Zwischenruf: Ethiker eiert herum

Der Wahlkampfdonner in Thüringen und Sachsen hat sich verzogen, das Ringen um Koalitionen und Machtoptionen hat begonnen. Peter Schallenberg, Moraltheologe in Paderborn und bisheriger Direktor der sich in Abwicklung befindlichen Katholischen Sozialwissenschaftlichen Zentralstelle in Mönchengladbach, hat selber im sächsischen Wahlkampf mitgemischt. Wie er in der Wochenzeitung „Die Tagespost“ vom 16. August 2024 schreibt, habe sein Lehrstuhl die Wahlprogramme der sechs aussichtsreichsten Parteien unter die Lupe genommen. Die Ergebnisse habe er, so Schallenberg, in Vorträgen vor Ort vorgestellt – alles unter der Frage: „Wie christlich ist die sächsische Politik?“. So weit, so gut, auch wenn noch einmal genauer zu fragen bliebe, wie der Paderborner Ethiker christliche Politik im einzelnen definiert.

Liest man seine Kolumne vom 16. August 2024 weiter, reibt sich der Leser, der ein gutes Gedächtnis besitzt, allerdings verwundert die Augen. Denn für Schallenberg sind drei Dinge sehr wichtig: „Erstens sind Bildung und Gesundheit die zentralen Pfeiler des Sozialstaates, weil sie zur Freiheit befähigen. Zweitens steht die Nächstenliebe vor Fernstenliebe, Ehe und Familie vor Staatsvolk, Heimat und nationaler Staat vor Weltstaat, ohne dass der Blick für internationale Gerechtigkeit verloren gehen darf.“ Lassen wir an dieser Stelle einmal außen vor, ob familiäre Bindungen gegen nationale Zugehörigkeit ausgespielt werden können – für Christen sollte beides gleichermaßen wichtig sein. Es geht um den Kontext, über den wir sprechen. Oder sollten familiäre Beziehungen am Ende wichtiger sein als staatsbürgerliche Verantwortung? Wir erleben sehr deutlich, was es bedeutet, wenn Familien- und Clanzugehörigkeit rechtsstaatliche Bindungen aufhebt.

Hier geht es um etwas anderes: Erst am 10. Mai 2024 schrieb derselbe Ethiker in derselben Zeitung, Volk meine nach katholischer Auffassung „zunächst und grundsätzlich die gesamte Menschheit“. Und: „Gott kennt weder Blut noch Abstammung noch Nation.“ – anderes zu behaupten, sei „Unsinn“ oder „überholtes Heidentum“. Richtig ist: Das Neue Testament relativiert familiäre und nationale Bindungen, wenn es um die Zugehörigkeit zur christlichen Gemeinschaft geht. Aber es hebt diese Bindungen nicht auf. Überdies war es schon im Mai eine Unterstellung, das Staatsvolk werde von bestimmten politischen Kräften allein abstammungsmäßig definiert. Ein Blick in das Grundgesetz hätte genügt, um zu sehen, dass sich das deutsche Staatsvolk durch Abstammung und Einbürgerung bildet.
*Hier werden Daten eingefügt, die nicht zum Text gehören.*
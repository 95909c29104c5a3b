//! Parsers for list-valued admin form fields.
//!
//! Grammar accepted for both genre ids and tags:
//! - a JSON array (`[18, 35]`, `["heist", "noir"]`), or
//! - comma-separated tokens (`18, 35`, `heist, noir`).
//!
//! Tokens that do not parse are dropped; a bad token never fails the form.

use serde::Deserialize;
use serde_json::Value;

/// A list field that may arrive as one string or as a native JSON array
#[derive(Debug, Clone, Deserialize, PartialEq)]
#[serde(untagged)]
pub enum ListField {
    Text(String),
    Items(Vec<Value>),
}

impl Default for ListField {
    fn default() -> Self {
        ListField::Items(Vec::new())
    }
}

/// A numeric field that may arrive as a number or as text
#[derive(Debug, Clone, Deserialize, PartialEq)]
#[serde(untagged)]
pub enum NumberField {
    Number(f64),
    Text(String),
}

impl NumberField {
    pub fn as_f64(&self) -> Option<f64> {
        let value: Option<f64> = match self {
            NumberField::Number(n) => Some(*n),
            NumberField::Text(s) => s.trim().parse().ok(),
        };
        value.filter(|n| n.is_finite())
    }
}

/// Splits raw text into JSON-array items or comma-separated tokens
fn tokens(raw: &str) -> Vec<Value> {
    let trimmed = raw.trim();
    if trimmed.starts_with('[') {
        if let Ok(Value::Array(items)) = serde_json::from_str::<Value>(trimmed) {
            return items;
        }
    }

    trimmed
        .split(',')
        .map(str::trim)
        .filter(|t| !t.is_empty())
        .map(|t| Value::String(t.to_string()))
        .collect()
}

fn genre_id(value: &Value) -> Option<i32> {
    match value {
        Value::Number(n) => n.as_i64().and_then(|n| i32::try_from(n).ok()),
        Value::String(s) => s.trim().parse().ok(),
        _ => None,
    }
}

fn tag(value: &Value) -> Option<String> {
    let tag = match value {
        Value::String(s) => s.trim().to_string(),
        Value::Number(n) => n.to_string(),
        _ => return None,
    };
    Some(tag).filter(|t| !t.is_empty())
}

/// Parses a genre-id list, dropping invalid tokens
pub fn parse_genre_ids(raw: &str) -> Vec<i32> {
    collect_genre_ids(tokens(raw))
}

/// Parses a tag list: trimmed, non-empty, first occurrence wins
pub fn parse_tags(raw: &str) -> Vec<String> {
    collect_tags(tokens(raw))
}

fn collect_genre_ids(items: Vec<Value>) -> Vec<i32> {
    items.iter().filter_map(genre_id).collect()
}

fn collect_tags(items: Vec<Value>) -> Vec<String> {
    let mut tags: Vec<String> = Vec::new();
    for tag in items.iter().filter_map(tag) {
        if !tags.iter().any(|t| t.eq_ignore_ascii_case(&tag)) {
            tags.push(tag);
        }
    }
    tags
}

impl ListField {
    pub fn genre_ids(self) -> Vec<i32> {
        match self {
            ListField::Text(raw) => parse_genre_ids(&raw),
            ListField::Items(items) => collect_genre_ids(items),
        }
    }

    pub fn tags(self) -> Vec<String> {
        match self {
            ListField::Text(raw) => parse_tags(&raw),
            ListField::Items(items) => collect_tags(items),
        }
    }
}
Was im Mai noch relativiert, vielleicht sogar negiert wird, soll jetzt vor dem Weltstaat stehen. Eine konsistente Staatslehre ist das nicht; Schallenberg eiert herum. Die Unentschlossenheit, zu dem zu stehen, was es zur Sicherung verlässlicher staatlicher Grundlagen braucht, zeigt sich in einer Ankündigungspolitik, die schon seit neun Jahren keine überzeugende migrationspolitische Antwort findet. Die Wähler in Thüringen und Sachsen haben gesprochen und ihre Antwort darauf gegeben. Will christliche Ethik ernstzunehmende Antworten auf die politischen Herausfordeungen unserer Tage leisten, benötigt sie wieder ein klares Staatsdenken, wie es einmal zur Tradition katholischer Soziallehre gehörte. Denn diese wusste darum, dass Gerechtigkeit und Gemeinwohl nur auf Grundlage verlässlicher staatlicher Strukturen gesichert werden können. Und es gehört zu den ethischen Verpflichtungen des Christen, an der Sorge um die Grundlagen unseres staatlichen Zusammenlebens aktiv teilzunehmen und diese sichern zu helfen.